So, Vympel, it is probably more acuurate to say that Reagan's tough posturing was mostly for the viewpoint of the American electorate (no surprise there) and that the collapse of the USSR was mostly Gorbachev's doing-- mostly by fiddleing while Rome burned.

Bringing on Glasnost immediately in the wake of the failed Afghanistan war was probably a monumental example of bad timing... I too have Cary Schonfeld's book and it is very telling into the effects of the Afghan War on the psyche of the people there...

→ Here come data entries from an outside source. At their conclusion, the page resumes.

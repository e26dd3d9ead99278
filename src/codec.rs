//! # Message codecs.
//!
//! A [`Codec`] turns serde values into bytes and back. [`StoredMessage`] is the
//! serde form of a whole [`Message`], used by file-backed stores.
//!
//! ```
//! use topicbus::codec::{Codec, JsonCodec, StoredMessage};
//! use topicbus::Message;
//!
//! let msg = Message::new("orders.created", 7_u32);
//! msg.metadata().insert("tenant", "eu-1");
//!
//! let codec = JsonCodec::default();
//! let bytes = codec.encode(&StoredMessage::from_message(&msg)).unwrap();
//! let back: Message<u32> = codec.decode::<StoredMessage<u32>>(&bytes).unwrap().into();
//! assert_eq!(back.id(), msg.id());
//! assert_eq!(back.metadata().get("tenant"), Some(serde_json::json!("eu-1")));
//! ```

use std::collections::HashMap;
use std::time::SystemTime;

use serde::de::DeserializeOwned;
use serde::{Deserialize, Serialize};
use serde_json::Value;

use crate::error::StoreError;
use crate::message::{Message, MessageId, Priority};

/// Byte encoding for serde values.
pub trait Codec: Send + Sync + 'static {
    /// Encodes `value`.
    fn encode<T: Serialize + ?Sized>(&self, value: &T) -> Result<Vec<u8>, StoreError>;

    /// Decodes a value from `bytes`.
    fn decode<T: DeserializeOwned>(&self, bytes: &[u8]) -> Result<T, StoreError>;
}

/// JSON codec backed by `serde_json`.
#[derive(Clone, Copy, Debug, Default)]
pub struct JsonCodec {
    pretty: bool,
}

impl JsonCodec {
    /// Codec producing indented JSON.
    pub fn pretty() -> Self {
        Self { pretty: true }
    }
}

impl Codec for JsonCodec {
    fn encode<T: Serialize + ?Sized>(&self, value: &T) -> Result<Vec<u8>, StoreError> {
        let bytes = if self.pretty {
            serde_json::to_vec_pretty(value)?
        } else {
            serde_json::to_vec(value)?
        };
        Ok(bytes)
    }

    fn decode<T: DeserializeOwned>(&self, bytes: &[u8]) -> Result<T, StoreError> {
        Ok(serde_json::from_slice(bytes)?)
    }
}

/// Serializable snapshot of a [`Message`].
#[derive(Clone, Debug, PartialEq, Serialize, Deserialize)]
pub struct StoredMessage<P> {
    pub id: MessageId,
    pub topic: String,
    pub payload: P,
    /// Metadata as it was when the snapshot was taken.
    #[serde(default)]
    pub metadata: HashMap<String, Value>,
    pub timestamp: SystemTime,
    #[serde(default)]
    pub priority: Priority,
}

impl<P: Clone> StoredMessage<P> {
    /// Snapshots `msg`, including its current metadata.
    pub fn from_message(msg: &Message<P>) -> Self {
        Self {
            id: msg.id(),
            topic: msg.topic().to_owned(),
            payload: msg.payload().clone(),
            metadata: msg.metadata().snapshot(),
            timestamp: msg.timestamp(),
            priority: msg.priority(),
        }
    }
}

impl<P> From<StoredMessage<P>> for Message<P> {
    fn from(s: StoredMessage<P>) -> Self {
        Message::from_parts(s.id, s.topic, s.payload, s.metadata, s.timestamp, s.priority)
    }
}

#[cfg(test)]
mod tests {
    use super::*;

    #[derive(Clone, Debug, PartialEq, Serialize, Deserialize)]
    struct Order {
        sku: String,
        qty: u32,
    }

    #[test]
    fn stored_message_keeps_every_field() {
        let msg = Message::with_priority(
            "orders.created",
            Order {
                sku: "A-1".into(),
                qty: 2,
            },
            Priority::High,
        );
        msg.metadata().insert("retry", 1);

        let codec = JsonCodec::pretty();
        let bytes = codec.encode(&StoredMessage::from_message(&msg)).unwrap();
        let stored: StoredMessage<Order> = codec.decode(&bytes).unwrap();
        let back = Message::from(stored);

        assert_eq!(back.id(), msg.id());
        assert_eq!(back.topic(), "orders.created");
        assert_eq!(back.timestamp(), msg.timestamp());
        assert_eq!(back.priority(), Priority::High);
        assert_eq!(back.metadata().get("retry"), Some(Value::from(1)));
        assert_eq!(back.payload(), msg.payload());
    }

    #[test]
    fn missing_optional_fields_default() {
        let id = MessageId::new();
        let raw = serde_json::json!({
            "id": id,
            "topic": "t",
            "payload": 5,
            "timestamp": { "secs_since_epoch": 10, "nanos_since_epoch": 0 },
        });
        let stored: StoredMessage<i32> = JsonCodec::default()
            .decode(&serde_json::to_vec(&raw).unwrap())
            .unwrap();
        assert_eq!(stored.priority, Priority::Normal);
        assert!(stored.metadata.is_empty());
    }

    #[test]
    fn garbage_is_a_codec_error() {
        let err = JsonCodec::default().decode::<StoredMessage<i32>>(b"not json").unwrap_err();
        assert_eq!(err.as_label(), "store_codec");
    }
}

But there has been give-and-take on the defense systems issue. The Americans were building the XB-70 Valkyrie; the Soviets built the MiG-25 to counter it. When the XB-70 was cancelled, the MiG-25 kept rolling off the assembly lines, so the US built the F-15 to copy it... and so on. That was all pre-Reagan, though... but the USSR did copy US systems as well, the Tu-2 was an exact replicay of the B-29...

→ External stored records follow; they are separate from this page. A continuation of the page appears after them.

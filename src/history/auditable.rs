//! # Auditing bus decorator.

use std::sync::Arc;

use async_trait::async_trait;
use tokio_util::sync::CancellationToken;

use super::{HistoryEntry, HistoryEvent, MessageHistory};
use crate::core::{MessageBus, Subscription, SubscriptionId};
use crate::error::BusError;
use crate::handlers::HandlerRef;
use crate::message::{MessageRef, Payload};
use crate::middleware::Middleware;

/// Bus decorator recording every publish in a [`MessageHistory`].
///
/// `Published` is recorded before the inner publish; `PublishFailed` is added
/// when it returns an error.
pub struct AuditableBus<B, P: Payload> {
    bus: B,
    history: Arc<MessageHistory<P>>,
}

impl<B, P: Payload> AuditableBus<B, P> {
    /// Wraps `bus`, recording into `history`.
    pub fn new(bus: B, history: Arc<MessageHistory<P>>) -> Self {
        Self { bus, history }
    }

    /// The audit history.
    pub fn history(&self) -> &Arc<MessageHistory<P>> {
        &self.history
    }

    /// The wrapped bus.
    pub fn inner(&self) -> &B {
        &self.bus
    }

    fn audited(&self, msg: &MessageRef<P>, res: Result<(), BusError>) -> Result<(), BusError> {
        if let Err(e) = &res {
            self.history
                .record(HistoryEntry::new(Arc::clone(msg), HistoryEvent::PublishFailed).with_error(e));
        }
        res
    }
}

#[async_trait]
impl<P, B> MessageBus<P> for AuditableBus<B, P>
where
    P: Payload,
    B: MessageBus<P>,
{
    async fn publish_message(&self, ctx: &CancellationToken, msg: MessageRef<P>) -> Result<(), BusError> {
        self.history
            .record(HistoryEntry::new(Arc::clone(&msg), HistoryEvent::Published));
        let res = self.bus.publish_message(ctx, Arc::clone(&msg)).await;
        self.audited(&msg, res)
    }

    async fn publish_message_sync(&self, ctx: &CancellationToken, msg: MessageRef<P>) -> Result<(), BusError> {
        self.history
            .record(HistoryEntry::new(Arc::clone(&msg), HistoryEvent::Published));
        let res = self.bus.publish_message_sync(ctx, Arc::clone(&msg)).await;
        self.audited(&msg, res)
    }

    fn subscribe(
        &self,
        pattern: &str,
        handler: impl Into<Option<HandlerRef<P>>> + Send,
    ) -> Result<Subscription<P>, BusError> {
        self.bus.subscribe(pattern, handler)
    }

    fn unsubscribe(&self, id: SubscriptionId) -> Result<(), BusError> {
        self.bus.unsubscribe(id)
    }

    fn use_middleware(&self, mw: Middleware<P>) {
        self.bus.use_middleware(mw);
    }

    async fn close(&self) -> Result<(), BusError> {
        self.bus.close().await
    }
}

#[cfg(test)]
mod tests {
    use super::*;
    use crate::config::BusConfig;
    use crate::core::Bus;
    use crate::error::HandlerError;
    use crate::handlers::HandlerFn;
    use crate::history::history_middleware;

    #[tokio::test]
    async fn records_publish_delivery_and_failures() {
        let history = Arc::new(MessageHistory::<String>::new(0));
        let bus = AuditableBus::new(Bus::<String>::new(BusConfig::default()), Arc::clone(&history));
        bus.use_middleware(history_middleware(Arc::clone(&history)));
        bus.subscribe(
            "jobs.*",
            HandlerFn::arc(|_ctx: CancellationToken, msg: MessageRef<String>| async move {
                if msg.payload() == "bad" {
                    return Err(HandlerError::fail("rejected"));
                }
                Ok(())
            }),
        )
        .unwrap();

        let ctx = CancellationToken::new();
        bus.publish_sync(&ctx, "jobs.run", "good".into()).await.unwrap();
        assert!(bus.publish_sync(&ctx, "jobs.run", "bad".into()).await.is_err());

        assert_eq!(history.by_event(HistoryEvent::Published).len(), 2);
        assert_eq!(history.by_event(HistoryEvent::Delivered).len(), 2);
        assert_eq!(history.by_event(HistoryEvent::Failed).len(), 1);
        assert_eq!(history.by_event(HistoryEvent::PublishFailed).len(), 1);

        bus.close().await.unwrap();
        let err = bus.publish(&ctx, "jobs.run", "late".into()).await.unwrap_err();
        assert!(matches!(err, BusError::Closed));
        let failed = history.by_event(HistoryEvent::PublishFailed);
        assert_eq!(failed.len(), 2);
        assert_eq!(failed[1].error.as_deref(), Some("bus is closed"));
        assert_eq!(history.by_topic("jobs.run").len(), 8);
    }
}
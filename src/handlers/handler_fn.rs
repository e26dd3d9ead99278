//! # Function-backed handler (`HandlerFn`)
//!
//! [`HandlerFn`] wraps a closure `F: Fn(CancellationToken, MessageRef<P>) -> Fut`,
//! producing a fresh future per message. State shared across calls must be
//! captured explicitly (e.g. an `Arc<Mutex<_>>`).
//!
//! ## Example
//! ```rust
//! use tokio_util::sync::CancellationToken;
//! use topicbus::{HandlerError, HandlerFn, HandlerRef, MessageRef};
//!
//! let h: HandlerRef<String> = HandlerFn::arc(|_ctx: CancellationToken, msg: MessageRef<String>| async move {
//!     println!("got {}", msg.payload());
//!     Ok::<_, HandlerError>(())
//! });
//! # let _ = h;
//! ```

use std::future::Future;
use std::sync::Arc;

use async_trait::async_trait;
use tokio_util::sync::CancellationToken;

use crate::error::HandlerError;
use crate::handlers::{Handler, HandlerRef};
use crate::message::{MessageRef, Payload};

/// Function-backed handler implementation.
#[derive(Clone, Debug)]
pub struct HandlerFn<F> {
    f: F,
}

impl<F> HandlerFn<F> {
    /// Creates a new function-backed handler.
    ///
    /// Prefer [`HandlerFn::arc`] when you immediately need a [`HandlerRef`].
    pub fn new(f: F) -> Self {
        Self { f }
    }

    /// Creates the handler and returns it as a shared handle (`Arc<dyn Handler<P>>`).
    pub fn arc<P, Fut>(f: F) -> HandlerRef<P>
    where
        P: Payload,
        F: Fn(CancellationToken, MessageRef<P>) -> Fut + Send + Sync + 'static,
        Fut: Future<Output = Result<(), HandlerError>> + Send + 'static,
    {
        Arc::new(Self::new(f))
    }
}

#[async_trait]
impl<P, F, Fut> Handler<P> for HandlerFn<F>
where
    P: Payload,
    F: Fn(CancellationToken, MessageRef<P>) -> Fut + Send + Sync + 'static, // Fn, not FnMut
    Fut: Future<Output = Result<(), HandlerError>> + Send + 'static,
{
    async fn handle(&self, ctx: CancellationToken, msg: MessageRef<P>) -> Result<(), HandlerError> {
        (self.f)(ctx, msg).await
    }
}
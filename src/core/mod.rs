//! Bus core: registry, queue, dispatcher and the public facade.
//!
//! The public entry points are [`Bus`], [`BusBuilder`] and the [`MessageBus`]
//! capability trait implemented by the bus and its decorators.
//!
//! Internal modules:
//! - [`registry`]: pattern → subscription index;
//! - [`envelope`] / [`queue`]: the unit of work and the bounded queue carrying it;
//! - [`dispatcher`]: handler resolution, middleware wrapping, retry and dead letter;
//! - `worker`: the long-lived tasks draining the queue;
//! - `bus`: lifecycle and the [`MessageBus`] implementation.

mod builder;
mod bus;
pub mod dispatcher;
pub mod envelope;
pub mod queue;
pub mod registry;
mod subscription;
mod worker;

pub use builder::BusBuilder;
pub use bus::{Bus, MessageBus};
pub use dispatcher::Dispatcher;
pub use envelope::Envelope;
pub use queue::EnvelopeQueue;
pub use registry::Registry;
pub use subscription::{Subscription, SubscriptionId};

We saw the BMP and began trying to find ways to copy it, eventually ending up with the Bradley, which was a copy of the concept if not the actual design itself... the US developed the dedicated attack helicopter with the Cobra, which was followed by the M1-24... and didn't the design of the Kiev-class aircraft carriers follow the lineage of the French Foch-class? I'm not a naval specialist, but it seems that both east and west played off of each other.

As for the Carter defense cuts/buildups, I was under the impression that he discontinued research on the Neutron Bomb specifically to avoid opening up another arms race, and that the B-1 project was cancelled because he knew that the B-2 was in development and would make the B-1 obsolete-- so why waste money on it?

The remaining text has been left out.